The Golani Brigade Commander, Col. Ghassan Alian, is deeply appreciated amongst his soldiers for his commanding abilities and lively personality. During Operation Protective Edge, he was wounded twice in exchanges of fire with Hamas terrorists in the Gaza Strip. After both injuries he returned to fight alongside his soldiers on the front lines.

The values of bravery and loyalty are Golani traditions, part of what unites the soldiers on the battlefield, and makes this unit a pseudo-family. These values have helped propel three Golani Commanders to the position of IDF (Zahal) Chief of Staff including the current Chief of Staff, Lt. Gen. Gadi Eizenkot.

Golani: Serving With Pride Since 1948

The Organization of the Golani Brigade

The Golani Brigade is made up of four battalions, three traditional battalions – the “HaBokim HaRishonim” Battalion, the “Barak” Battalion, and the “Gideon” Battalion – and a reconnaissance battalion.

The “HaBokim HaRishonim” Battalion, meaning “First Gaps” in Hebrew, is named after its success in Operation Yoav in 1948 in which the battalion was able to break open the Egyptian Army’s defenses in the besieged Negev Desert. The “Barak” Battalion has suffered the loss of four of its commanders in battle, including Lt. Col. Houssian Amir Ali Amar, the first commander of the all-Druze Reconnaissance Battalion. Known for his sense of justice and knowledge of warfare, the “Gideaon” Batttalion is named after Gideon, the biblical army general and judge who defended the people of Israel with great determination.
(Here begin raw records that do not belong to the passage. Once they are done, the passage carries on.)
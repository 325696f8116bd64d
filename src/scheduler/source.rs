//! Lazy, bounded job source
//!
//! Jobs waiting for redelivery always come first, most recently requeued
//! first. Otherwise a new job is minted from the counter range
//! `0..max_jobs`. Once both are exhausted the source stays empty.

use crate::protocol::{JobId, Work};

/// A unit of work assigned to exactly one worker at a time
#[derive(Debug, Clone, PartialEq, Eq)]
pub struct Job {
    pub id: JobId,
    pub work: Work,
}

impl Job {
    pub fn new(work: Work) -> Self {
        Self {
            id: JobId::new(),
            work,
        }
    }
}

/// Requeue buffer plus bounded counter
#[derive(Debug)]
pub struct JobSource {
    requeue: Vec<Job>,
    next: u64,
    max_jobs: u64,
}

impl JobSource {
    pub fn new(max_jobs: u64) -> Self {
        Self {
            requeue: Vec::new(),
            next: 0,
            max_jobs,
        }
    }

    /// Next job, if any
    ///
    /// `plan` is only called when a new job is minted and receives the
    /// counter value of the new job.
    pub fn next_job<F>(&mut self, plan: F) -> Option<Job>
    where
        F: FnOnce(u64) -> Work,
    {
        if let Some(job) = self.requeue.pop() {
            return Some(job);
        }
        if self.next >= self.max_jobs {
            return None;
        }
        let num = self.next;
        self.next += 1;
        Some(Job::new(plan(num)))
    }

    /// Return jobs for redelivery
    pub fn requeue<I>(&mut self, jobs: I) -> usize
    where
        I: IntoIterator<Item = Job>,
    {
        let before = self.requeue.len();
        self.requeue.extend(jobs);
        self.requeue.len() - before
    }

    pub fn pending_requeue(&self) -> usize {
        self.requeue.len()
    }

    /// Ids waiting in the requeue buffer
    pub fn requeued_ids(&self) -> impl Iterator<Item = &JobId> + '_ {
        self.requeue.iter().map(|job| &job.id)
    }

    /// Jobs minted so far
    pub fn minted(&self) -> u64 {
        self.next
    }

    pub fn is_exhausted(&self) -> bool {
        self.requeue.is_empty() && self.next >= self.max_jobs
    }
}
Lastly, the reconnaissance battalion does not have a special name, but those who wish to serve in this elite battalion must pass physically and mentally difficult evaluations in order to glean the most fit soldiers. The missions of this battalion remain secret.

Golani: Serving With Pride Since 1948

The Right Stuff

The most famous “Golanchik” – a common nickname for soldiers serving in the Golani Brigade – is commander Roy Klein, who sacrificed his own life in order to save the lives of his soldiers.

Golani: Serving With Pride Since 1948

During the Second Lebanon War, Klein and the soldiers under his command were fighting in the Lebanese village of Bint Jbeil, when they were ambushed by Hezbollah terrorists. While Klein was providing first aid to one of his soldiers who had been wounded, a grenade was thrown towards the group.

Without hesitation, Klein threw himself on top of the grenade in order to absorb the force of the explosion and spare the lives of his fellow soldiers. Klein suffered mortal wounds, but in his last act of valor he ordered his second in command to get ahold of the team’s radio, so that it wouldn’t fall into the hands of the enemy. Roy Klein was posthumously awarded the IDF (Zahal)’s Medal of Courage.

On February 22, 1948, in an effort to win the War of Independence, Israel’s leaders founded the Golani Brigade. After 67 years of dedicated service, this infantry brigade can claim success in all of Israel’s armed conflicts. Today, the Golani Brigade makes up just one of the many forces that defend the State of Israel.